_Stored items_:
------

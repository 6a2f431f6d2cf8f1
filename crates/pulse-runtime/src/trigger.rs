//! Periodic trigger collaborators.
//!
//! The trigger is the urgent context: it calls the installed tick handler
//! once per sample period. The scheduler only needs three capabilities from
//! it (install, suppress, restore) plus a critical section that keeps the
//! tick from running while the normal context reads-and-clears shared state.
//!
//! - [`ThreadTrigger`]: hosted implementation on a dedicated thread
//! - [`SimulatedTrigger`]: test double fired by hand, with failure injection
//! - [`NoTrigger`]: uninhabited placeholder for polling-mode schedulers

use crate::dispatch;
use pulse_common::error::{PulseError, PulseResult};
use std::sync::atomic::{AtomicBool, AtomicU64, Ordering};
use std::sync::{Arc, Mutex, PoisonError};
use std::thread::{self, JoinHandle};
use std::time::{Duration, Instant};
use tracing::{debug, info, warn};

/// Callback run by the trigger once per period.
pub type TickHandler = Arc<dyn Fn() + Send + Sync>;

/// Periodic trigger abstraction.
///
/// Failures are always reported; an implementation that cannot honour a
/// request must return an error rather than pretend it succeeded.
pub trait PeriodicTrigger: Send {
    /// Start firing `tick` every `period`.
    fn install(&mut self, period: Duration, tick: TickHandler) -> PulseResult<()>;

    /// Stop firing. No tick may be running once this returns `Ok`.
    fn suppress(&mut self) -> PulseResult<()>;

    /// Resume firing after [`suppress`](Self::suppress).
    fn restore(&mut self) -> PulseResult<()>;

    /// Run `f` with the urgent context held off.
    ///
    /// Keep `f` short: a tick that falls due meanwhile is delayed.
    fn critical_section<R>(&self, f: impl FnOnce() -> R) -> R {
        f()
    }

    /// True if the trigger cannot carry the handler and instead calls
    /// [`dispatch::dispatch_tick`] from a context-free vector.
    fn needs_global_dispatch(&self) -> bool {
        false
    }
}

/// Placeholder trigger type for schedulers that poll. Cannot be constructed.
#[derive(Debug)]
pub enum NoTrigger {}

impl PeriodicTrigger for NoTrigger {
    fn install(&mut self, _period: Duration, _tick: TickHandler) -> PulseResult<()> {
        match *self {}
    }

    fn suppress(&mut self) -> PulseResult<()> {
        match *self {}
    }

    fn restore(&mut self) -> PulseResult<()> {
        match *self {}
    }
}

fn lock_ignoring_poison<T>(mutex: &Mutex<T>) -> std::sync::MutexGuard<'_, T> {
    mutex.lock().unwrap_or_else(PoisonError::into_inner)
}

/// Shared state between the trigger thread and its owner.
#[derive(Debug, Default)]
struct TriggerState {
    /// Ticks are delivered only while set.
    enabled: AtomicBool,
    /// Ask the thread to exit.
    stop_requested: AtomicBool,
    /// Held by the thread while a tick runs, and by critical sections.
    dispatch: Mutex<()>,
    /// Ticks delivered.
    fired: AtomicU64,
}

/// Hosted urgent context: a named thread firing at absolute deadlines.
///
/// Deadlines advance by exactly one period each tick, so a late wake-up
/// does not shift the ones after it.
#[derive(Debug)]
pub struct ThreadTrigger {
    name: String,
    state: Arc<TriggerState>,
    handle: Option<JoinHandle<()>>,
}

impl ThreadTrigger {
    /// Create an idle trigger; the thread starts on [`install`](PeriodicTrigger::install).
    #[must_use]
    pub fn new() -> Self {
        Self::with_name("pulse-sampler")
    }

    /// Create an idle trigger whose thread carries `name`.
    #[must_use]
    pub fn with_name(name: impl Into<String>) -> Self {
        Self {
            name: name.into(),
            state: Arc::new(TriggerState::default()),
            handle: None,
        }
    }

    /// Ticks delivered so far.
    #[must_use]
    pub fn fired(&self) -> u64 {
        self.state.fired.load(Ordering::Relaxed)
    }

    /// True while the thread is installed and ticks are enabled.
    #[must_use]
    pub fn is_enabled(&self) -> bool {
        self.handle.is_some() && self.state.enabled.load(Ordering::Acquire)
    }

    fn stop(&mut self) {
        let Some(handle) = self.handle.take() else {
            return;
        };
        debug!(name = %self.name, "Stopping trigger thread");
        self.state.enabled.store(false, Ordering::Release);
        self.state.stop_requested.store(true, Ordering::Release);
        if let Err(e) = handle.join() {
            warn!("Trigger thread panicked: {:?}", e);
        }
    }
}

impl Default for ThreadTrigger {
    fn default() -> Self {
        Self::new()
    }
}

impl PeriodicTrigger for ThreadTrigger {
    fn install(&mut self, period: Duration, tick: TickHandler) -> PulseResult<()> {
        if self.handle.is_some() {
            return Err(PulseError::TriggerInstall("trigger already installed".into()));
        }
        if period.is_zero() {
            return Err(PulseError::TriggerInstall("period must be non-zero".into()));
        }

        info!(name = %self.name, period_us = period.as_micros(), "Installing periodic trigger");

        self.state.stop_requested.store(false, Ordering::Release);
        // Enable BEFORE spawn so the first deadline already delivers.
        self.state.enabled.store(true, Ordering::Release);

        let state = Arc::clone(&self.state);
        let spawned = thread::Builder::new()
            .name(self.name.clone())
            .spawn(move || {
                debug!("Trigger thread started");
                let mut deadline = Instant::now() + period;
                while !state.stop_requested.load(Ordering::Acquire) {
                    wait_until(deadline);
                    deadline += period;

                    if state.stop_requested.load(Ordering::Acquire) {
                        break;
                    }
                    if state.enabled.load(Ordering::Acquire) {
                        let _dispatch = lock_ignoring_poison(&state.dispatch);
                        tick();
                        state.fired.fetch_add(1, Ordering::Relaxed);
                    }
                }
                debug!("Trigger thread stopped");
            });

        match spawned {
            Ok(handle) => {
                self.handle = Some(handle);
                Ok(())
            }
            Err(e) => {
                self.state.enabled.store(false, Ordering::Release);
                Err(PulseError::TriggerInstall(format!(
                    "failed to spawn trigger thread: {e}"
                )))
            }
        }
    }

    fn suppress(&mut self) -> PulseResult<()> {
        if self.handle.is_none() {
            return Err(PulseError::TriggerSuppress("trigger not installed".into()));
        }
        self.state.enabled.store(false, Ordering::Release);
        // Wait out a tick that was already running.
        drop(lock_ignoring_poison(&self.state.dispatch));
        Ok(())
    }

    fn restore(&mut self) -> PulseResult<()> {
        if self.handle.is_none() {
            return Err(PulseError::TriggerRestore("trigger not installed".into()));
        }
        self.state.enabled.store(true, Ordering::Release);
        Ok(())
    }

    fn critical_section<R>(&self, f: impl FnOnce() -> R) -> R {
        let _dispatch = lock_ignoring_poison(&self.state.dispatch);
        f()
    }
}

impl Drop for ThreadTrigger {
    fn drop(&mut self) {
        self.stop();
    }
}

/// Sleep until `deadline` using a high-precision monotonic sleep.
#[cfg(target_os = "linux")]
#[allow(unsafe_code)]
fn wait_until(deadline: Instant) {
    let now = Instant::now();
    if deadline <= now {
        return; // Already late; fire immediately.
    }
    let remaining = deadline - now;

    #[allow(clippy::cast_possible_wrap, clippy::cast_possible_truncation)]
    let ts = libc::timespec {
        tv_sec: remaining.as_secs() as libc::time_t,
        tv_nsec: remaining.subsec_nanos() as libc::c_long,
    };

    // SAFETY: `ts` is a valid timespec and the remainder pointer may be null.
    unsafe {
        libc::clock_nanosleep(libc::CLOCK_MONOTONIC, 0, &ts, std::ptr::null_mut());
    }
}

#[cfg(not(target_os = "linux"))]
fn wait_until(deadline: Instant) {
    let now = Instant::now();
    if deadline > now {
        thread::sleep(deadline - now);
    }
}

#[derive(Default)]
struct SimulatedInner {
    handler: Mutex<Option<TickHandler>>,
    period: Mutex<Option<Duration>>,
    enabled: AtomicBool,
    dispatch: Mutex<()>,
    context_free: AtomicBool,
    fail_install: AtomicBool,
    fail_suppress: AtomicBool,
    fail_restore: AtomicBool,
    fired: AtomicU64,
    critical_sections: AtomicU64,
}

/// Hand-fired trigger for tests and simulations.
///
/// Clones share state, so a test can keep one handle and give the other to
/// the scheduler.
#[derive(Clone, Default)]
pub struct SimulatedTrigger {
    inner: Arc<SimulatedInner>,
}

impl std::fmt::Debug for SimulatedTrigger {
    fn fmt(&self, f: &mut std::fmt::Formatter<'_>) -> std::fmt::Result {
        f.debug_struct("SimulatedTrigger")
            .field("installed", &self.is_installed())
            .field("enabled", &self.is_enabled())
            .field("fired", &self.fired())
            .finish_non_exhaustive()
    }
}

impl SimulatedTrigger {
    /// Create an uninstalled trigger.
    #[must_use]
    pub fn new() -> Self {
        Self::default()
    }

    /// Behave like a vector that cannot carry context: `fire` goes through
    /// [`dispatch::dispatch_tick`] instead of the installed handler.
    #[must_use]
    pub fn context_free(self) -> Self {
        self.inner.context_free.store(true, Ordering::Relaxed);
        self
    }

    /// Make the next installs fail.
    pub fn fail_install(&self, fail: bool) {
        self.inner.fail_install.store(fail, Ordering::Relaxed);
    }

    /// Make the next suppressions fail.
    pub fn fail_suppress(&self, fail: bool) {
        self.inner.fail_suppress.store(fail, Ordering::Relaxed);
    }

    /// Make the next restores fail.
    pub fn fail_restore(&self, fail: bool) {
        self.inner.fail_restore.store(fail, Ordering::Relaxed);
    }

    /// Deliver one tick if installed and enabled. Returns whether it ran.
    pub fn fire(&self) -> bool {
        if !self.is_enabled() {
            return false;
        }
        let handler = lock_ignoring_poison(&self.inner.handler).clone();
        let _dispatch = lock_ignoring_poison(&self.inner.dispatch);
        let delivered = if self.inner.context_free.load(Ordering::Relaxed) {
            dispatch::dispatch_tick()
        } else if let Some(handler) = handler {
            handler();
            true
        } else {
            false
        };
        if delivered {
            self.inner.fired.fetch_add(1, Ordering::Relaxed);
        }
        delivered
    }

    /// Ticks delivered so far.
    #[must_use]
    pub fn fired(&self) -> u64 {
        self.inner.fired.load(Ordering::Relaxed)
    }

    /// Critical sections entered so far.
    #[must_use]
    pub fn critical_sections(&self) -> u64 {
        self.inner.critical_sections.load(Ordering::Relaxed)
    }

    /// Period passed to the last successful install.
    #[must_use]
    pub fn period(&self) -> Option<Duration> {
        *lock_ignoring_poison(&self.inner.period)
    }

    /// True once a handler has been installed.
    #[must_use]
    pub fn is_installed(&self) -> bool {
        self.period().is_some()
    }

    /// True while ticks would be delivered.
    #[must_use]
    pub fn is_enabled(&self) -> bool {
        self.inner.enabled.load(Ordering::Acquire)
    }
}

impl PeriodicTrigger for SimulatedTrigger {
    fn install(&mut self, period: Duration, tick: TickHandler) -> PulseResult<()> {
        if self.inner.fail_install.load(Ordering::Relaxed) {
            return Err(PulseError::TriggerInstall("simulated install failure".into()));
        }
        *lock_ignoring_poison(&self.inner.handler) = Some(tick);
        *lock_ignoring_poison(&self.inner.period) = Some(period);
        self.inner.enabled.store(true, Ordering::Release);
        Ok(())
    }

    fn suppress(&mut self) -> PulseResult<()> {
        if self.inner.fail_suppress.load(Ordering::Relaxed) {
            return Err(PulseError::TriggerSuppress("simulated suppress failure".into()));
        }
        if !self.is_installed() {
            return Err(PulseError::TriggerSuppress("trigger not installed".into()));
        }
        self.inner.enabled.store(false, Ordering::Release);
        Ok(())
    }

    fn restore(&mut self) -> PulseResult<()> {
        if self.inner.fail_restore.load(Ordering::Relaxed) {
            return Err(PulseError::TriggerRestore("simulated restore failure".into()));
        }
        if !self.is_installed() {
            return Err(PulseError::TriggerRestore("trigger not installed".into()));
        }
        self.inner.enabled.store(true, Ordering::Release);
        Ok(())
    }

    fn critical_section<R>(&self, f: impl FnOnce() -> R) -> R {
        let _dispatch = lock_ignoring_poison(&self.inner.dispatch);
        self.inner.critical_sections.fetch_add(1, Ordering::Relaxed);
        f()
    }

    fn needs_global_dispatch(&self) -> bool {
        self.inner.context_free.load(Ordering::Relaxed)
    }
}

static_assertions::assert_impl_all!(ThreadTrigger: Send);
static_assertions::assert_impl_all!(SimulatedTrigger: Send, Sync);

------

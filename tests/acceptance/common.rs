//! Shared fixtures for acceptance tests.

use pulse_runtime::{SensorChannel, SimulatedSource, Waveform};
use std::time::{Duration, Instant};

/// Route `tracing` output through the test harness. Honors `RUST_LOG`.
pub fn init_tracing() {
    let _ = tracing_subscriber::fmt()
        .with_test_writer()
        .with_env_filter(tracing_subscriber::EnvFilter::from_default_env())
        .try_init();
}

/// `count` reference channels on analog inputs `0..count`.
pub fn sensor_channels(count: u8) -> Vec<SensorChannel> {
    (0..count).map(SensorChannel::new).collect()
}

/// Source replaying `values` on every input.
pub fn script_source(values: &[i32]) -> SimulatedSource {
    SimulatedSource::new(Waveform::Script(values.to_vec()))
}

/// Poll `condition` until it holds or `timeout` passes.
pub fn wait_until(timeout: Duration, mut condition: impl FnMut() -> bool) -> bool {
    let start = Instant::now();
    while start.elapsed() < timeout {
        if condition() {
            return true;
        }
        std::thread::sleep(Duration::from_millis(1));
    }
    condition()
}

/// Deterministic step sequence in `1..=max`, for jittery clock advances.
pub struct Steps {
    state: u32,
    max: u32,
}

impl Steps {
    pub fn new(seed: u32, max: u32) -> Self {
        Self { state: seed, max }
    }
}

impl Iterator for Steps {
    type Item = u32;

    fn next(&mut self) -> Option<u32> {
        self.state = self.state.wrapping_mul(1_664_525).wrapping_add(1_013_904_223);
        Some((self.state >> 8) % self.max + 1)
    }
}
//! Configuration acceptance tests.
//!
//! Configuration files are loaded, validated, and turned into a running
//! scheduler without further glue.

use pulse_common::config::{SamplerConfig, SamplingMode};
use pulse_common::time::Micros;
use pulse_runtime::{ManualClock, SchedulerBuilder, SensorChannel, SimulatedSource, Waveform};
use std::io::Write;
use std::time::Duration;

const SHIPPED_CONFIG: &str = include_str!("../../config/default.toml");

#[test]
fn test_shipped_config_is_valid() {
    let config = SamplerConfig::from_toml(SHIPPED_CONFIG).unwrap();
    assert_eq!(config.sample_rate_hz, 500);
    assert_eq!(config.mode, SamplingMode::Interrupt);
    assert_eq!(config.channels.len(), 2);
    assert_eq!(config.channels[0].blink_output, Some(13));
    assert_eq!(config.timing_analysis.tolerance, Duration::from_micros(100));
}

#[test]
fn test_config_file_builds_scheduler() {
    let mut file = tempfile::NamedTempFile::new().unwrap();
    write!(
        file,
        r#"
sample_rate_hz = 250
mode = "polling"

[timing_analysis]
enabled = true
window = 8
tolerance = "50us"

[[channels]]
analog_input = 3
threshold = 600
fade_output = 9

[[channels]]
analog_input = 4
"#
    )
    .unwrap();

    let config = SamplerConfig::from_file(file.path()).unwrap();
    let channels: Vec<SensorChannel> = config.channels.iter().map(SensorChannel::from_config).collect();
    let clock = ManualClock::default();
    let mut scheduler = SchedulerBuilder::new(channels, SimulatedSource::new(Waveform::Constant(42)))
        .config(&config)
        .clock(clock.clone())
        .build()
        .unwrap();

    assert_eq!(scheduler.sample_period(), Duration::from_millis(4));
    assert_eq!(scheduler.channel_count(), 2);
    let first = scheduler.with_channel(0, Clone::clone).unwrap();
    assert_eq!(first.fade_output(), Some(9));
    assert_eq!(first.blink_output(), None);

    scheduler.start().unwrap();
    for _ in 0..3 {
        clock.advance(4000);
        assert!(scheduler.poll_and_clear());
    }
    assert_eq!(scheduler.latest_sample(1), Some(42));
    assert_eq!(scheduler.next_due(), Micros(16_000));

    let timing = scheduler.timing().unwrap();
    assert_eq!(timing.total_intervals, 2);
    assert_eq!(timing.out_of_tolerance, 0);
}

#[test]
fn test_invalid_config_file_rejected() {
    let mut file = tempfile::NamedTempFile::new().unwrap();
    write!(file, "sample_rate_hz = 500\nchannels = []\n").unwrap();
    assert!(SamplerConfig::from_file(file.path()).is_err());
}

------

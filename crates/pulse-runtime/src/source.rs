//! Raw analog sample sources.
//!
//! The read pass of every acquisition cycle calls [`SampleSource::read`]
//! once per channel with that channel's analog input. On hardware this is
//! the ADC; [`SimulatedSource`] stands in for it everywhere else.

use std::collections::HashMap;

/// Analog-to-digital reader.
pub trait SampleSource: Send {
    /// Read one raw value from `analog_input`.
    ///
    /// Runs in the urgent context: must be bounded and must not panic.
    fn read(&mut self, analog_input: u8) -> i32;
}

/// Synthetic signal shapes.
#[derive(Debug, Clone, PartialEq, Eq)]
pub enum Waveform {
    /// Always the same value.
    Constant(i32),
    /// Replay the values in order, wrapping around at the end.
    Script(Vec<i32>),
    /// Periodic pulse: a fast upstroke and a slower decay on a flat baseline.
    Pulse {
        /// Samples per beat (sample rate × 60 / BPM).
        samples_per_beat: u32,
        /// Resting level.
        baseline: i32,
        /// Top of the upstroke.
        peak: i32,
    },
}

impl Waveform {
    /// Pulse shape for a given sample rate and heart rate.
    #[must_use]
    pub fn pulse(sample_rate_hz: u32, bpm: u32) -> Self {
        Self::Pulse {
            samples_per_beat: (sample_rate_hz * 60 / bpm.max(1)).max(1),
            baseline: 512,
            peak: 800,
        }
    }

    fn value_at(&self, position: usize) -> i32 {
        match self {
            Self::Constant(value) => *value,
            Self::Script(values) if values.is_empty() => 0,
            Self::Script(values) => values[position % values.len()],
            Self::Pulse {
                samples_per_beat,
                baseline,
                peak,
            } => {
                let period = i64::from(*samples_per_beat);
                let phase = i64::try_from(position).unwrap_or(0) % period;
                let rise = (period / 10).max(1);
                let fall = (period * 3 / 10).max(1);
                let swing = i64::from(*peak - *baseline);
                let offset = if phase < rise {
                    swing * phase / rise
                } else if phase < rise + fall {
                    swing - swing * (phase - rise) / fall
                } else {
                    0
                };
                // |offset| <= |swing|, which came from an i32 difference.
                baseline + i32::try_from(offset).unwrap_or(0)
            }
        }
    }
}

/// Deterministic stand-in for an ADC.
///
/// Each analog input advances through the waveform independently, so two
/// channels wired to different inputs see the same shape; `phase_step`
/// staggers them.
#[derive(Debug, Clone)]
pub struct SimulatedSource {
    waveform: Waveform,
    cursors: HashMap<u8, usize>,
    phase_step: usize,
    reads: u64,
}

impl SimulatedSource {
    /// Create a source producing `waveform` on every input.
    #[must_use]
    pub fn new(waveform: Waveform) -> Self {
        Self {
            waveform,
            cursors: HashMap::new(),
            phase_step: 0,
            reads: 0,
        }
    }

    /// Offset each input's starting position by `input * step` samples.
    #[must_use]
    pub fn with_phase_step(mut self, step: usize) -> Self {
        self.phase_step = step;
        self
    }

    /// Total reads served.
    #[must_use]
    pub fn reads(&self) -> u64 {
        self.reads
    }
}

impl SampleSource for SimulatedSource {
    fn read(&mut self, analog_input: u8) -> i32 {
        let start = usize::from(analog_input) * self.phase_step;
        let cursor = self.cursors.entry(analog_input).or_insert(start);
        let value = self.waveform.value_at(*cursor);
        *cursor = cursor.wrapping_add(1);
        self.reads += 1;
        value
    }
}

------

_ABOUT THIS TASK_:
Only the lines above starting at the line that holds "repository 6a2f431f6d2cf8f1" and ending at the line that holds "pub enum NoTrigger" are to be repeated, exactly and in full.

_THE COMPLETED TASK_:
repository 6a2f431f6d2cf8f1
filename crates/pulse-runtime/src/trigger.rs
//! Periodic trigger collaborators.
//!
//! The trigger is the urgent context: it calls the installed tick handler
//! once per sample period. The scheduler only needs three capabilities from
//! it (install, suppress, restore) plus a critical section that keeps the
//! tick from running while the normal context reads-and-clears shared state.
//!
//! - [`ThreadTrigger`]: hosted implementation on a dedicated thread
//! - [`SimulatedTrigger`]: test double fired by hand, with failure injection
//! - [`NoTrigger`]: uninhabited placeholder for polling-mode schedulers

use crate::dispatch;
use pulse_common::error::{PulseError, PulseResult};
use std::sync::atomic::{AtomicBool, AtomicU64, Ordering};
use std::sync::{Arc, Mutex, PoisonError};
use std::thread::{self, JoinHandle};
use std::time::{Duration, Instant};
use tracing::{debug, info, warn};

/// Callback run by the trigger once per period.
pub type TickHandler = Arc<dyn Fn() + Send + Sync>;

/// Periodic trigger abstraction.
///
/// Failures are always reported; an implementation that cannot honour a
/// request must return an error rather than pretend it succeeded.
pub trait PeriodicTrigger: Send {
    /// Start firing `tick` every `period`.
    fn install(&mut self, period: Duration, tick: TickHandler) -> PulseResult<()>;

    /// Stop firing. No tick may be running once this returns `Ok`.
    fn suppress(&mut self) -> PulseResult<()>;

    /// Resume firing after [`suppress`](Self::suppress).
    fn restore(&mut self) -> PulseResult<()>;

    /// Run `f` with the urgent context held off.
    ///
    /// Keep `f` short: a tick that falls due meanwhile is delayed.
    fn critical_section<R>(&self, f: impl FnOnce() -> R) -> R {
        f()
    }

    /// True if the trigger cannot carry the handler and instead calls
    /// [`dispatch::dispatch_tick`] from a context-free vector.
    fn needs_global_dispatch(&self) -> bool {
        false
    }
}

/// Placeholder trigger type for schedulers that poll. Cannot be constructed.
#[derive(Debug)]
pub enum NoTrigger {}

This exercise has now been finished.